### Your objective
Exactly reproduce each line of the listing that follows.

★ ★ ★ ★

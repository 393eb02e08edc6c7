//! Pipeline throughput benchmarks: full reports per second and the raw
//! aggregation passes on their own.
//!
//! Run with: `cargo bench`

use criterion::{black_box, criterion_group, criterion_main, Criterion, Throughput};
use porygon::chart::TypeChart;
use porygon::report::{build_report, ReportConfig};
use porygon::scoring::{attack_rankings, defense_rankings, normalize, AttackCoverage};

fn bench_full_pipeline(c: &mut Criterion) {
    let chart = TypeChart::standard();
    let config = ReportConfig::default();

    let mut group = c.benchmark_group("pipeline");
    group.throughput(Throughput::Elements(1));
    group.bench_function("full_report", |b| {
        b.iter(|| build_report(black_box(chart), black_box(&config)).unwrap())
    });
    group.finish();
}

fn bench_aggregation(c: &mut Criterion) {
    let chart = TypeChart::standard();

    let mut group = c.benchmark_group("aggregation");
    group.bench_function("defense_rankings", |b| {
        b.iter(|| defense_rankings(black_box(chart)).unwrap())
    });
    group.bench_function("attack_rankings_dual", |b| {
        b.iter(|| attack_rankings(black_box(chart), AttackCoverage::DualCoverage).unwrap())
    });
    group.bench_function("normalize_defense", |b| {
        let defense = defense_rankings(chart).unwrap();
        b.iter(|| normalize(black_box(&defense)))
    });
    group.finish();
}

criterion_group!(benches, bench_full_pipeline, bench_aggregation);
criterion_main!(benches);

★ ★ ★ ★

### Exercise output
repository 393eb02e08edc6c7
//! Pipeline throughput benchmarks: full reports per second and the raw
//! aggregation passes on their own.
//!
//! Run with: `cargo bench`

use criterion::{black_box, criterion_group, criterion_main, Criterion, Throughput};
use porygon::chart::TypeChart;
use porygon::report::{build_report, ReportConfig};
use porygon::scoring::{attack_rankings, defense_rankings, normalize, AttackCoverage};

fn bench_full_pipeline(c: &mut Criterion) {
    let chart = TypeChart::standard();
    let config = ReportConfig::default();

    let mut group = c.benchmark_group("pipeline");
    group.throughput(Throughput::Elements(1));
    group.bench_function("full_report", |b| {
        b.iter(|| build_report(black_box(chart), black_box(&config)).unwrap())
    });
    group.finish();
}

fn bench_aggregation(c: &mut Criterion) {
    let chart = TypeChart::standard();

    let mut group = c.benchmark_group("aggregation");
    group.bench_function("defense_rankings", |b| {
        b.iter(|| defense_rankings(black_box(chart)).unwrap())
    });
    group.bench_function("attack_rankings_dual", |b| {
        b.iter(|| attack_rankings(black_box(chart), AttackCoverage::DualCoverage).unwrap())
    });
    group.bench_function("normalize_defense", |b| {
        let defense = defense_rankings(chart).unwrap();
        b.iter(|| normalize(black_box(&defense)))
    });
    group.finish();
}

criterion_group!(benches, bench_full_pipeline, bench_aggregation);
criterion_main!(benches);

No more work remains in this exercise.